L'aeropulitura — conosciuta anche come air polishing o air-flow — è una tecnica di igiene professionale che utilizza un getto di acqua, aria e polvere abrasiva finissima per rimuovere il biofilm batterico, le macchie superficiali e il tartaro molle dai denti e dalle superfici implantari. Con le polveri di nuova generazione a base di glicina o eritritolo, la tecnica è indicata anche per pazienti con gengive sensibili e per la manutenzione degli impianti dentali.
Cos'è il biofilm e perché è difficile rimuoverlo
Prima di capire come funziona l'aeropulitura, è utile capire cosa rimuove. Il biofilm orale è una comunità strutturata di batteri che si organizza in strati sulla superficie dei denti, degli impianti e del tessuto gengivale. Non si tratta di semplice sporco: il biofilm forma una matrice extracellulare che lo protegge dai disinfettanti chimici e rende difficile la sua rimozione con spazzolino e filo interdentale, soprattutto nelle zone sottogingivali e nei solchi gengivali più profondi.

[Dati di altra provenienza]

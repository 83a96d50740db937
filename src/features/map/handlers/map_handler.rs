use std::sync::Arc;

use axum::{
    extract::{Query, State},
    Json,
};

use crate::core::error::Result;
use crate::features::auth::model::AuthenticatedUser;
use crate::features::map::dtos::{BoundingBoxQuery, MapReportDto};
use crate::features::map::services::MapService;
use crate::shared::types::ApiResponse;

/// Reports located inside a bounding box
#[utoipa::path(
    get,
    path = "/api/map/reports",
    params(BoundingBoxQuery),
    responses(
        (status = 200, description = "Reports inside the box", body = ApiResponse<Vec<MapReportDto>>),
        (status = 400, description = "Invalid bounding box"),
        (status = 401, description = "Unauthorized")
    ),
    security(("bearer_auth" = [])),
    tag = "map"
)]
pub async fn reports_in_bbox(
    _user: AuthenticatedUser,
    State(service): State<Arc<MapService>>,
    Query(bbox): Query<BoundingBoxQuery>,
) -> Result<Json<ApiResponse<Vec<MapReportDto>>>> {
    let reports = service.reports_in_bbox(&bbox).await?;
    Ok(Json(ApiResponse::list(reports)))
}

La placca batterica non rimossa si mineralizza nel tempo diventando tartaro (calcolo), che a sua volta favorisce la progressione dell'infiammazione gengivale verso parodontite. Ma anche prima di mineralizzarsi, il biofilm maturo è già in grado di produrre le sostanze tossiche responsabili dell'infiammazione gengivale.
L'igiene professionale periodica serve esattamente a interrompere questo ciclo: rimuovere il biofilm accumulato nelle zone che la pulizia domiciliare non riesce a raggiungere efficacemente.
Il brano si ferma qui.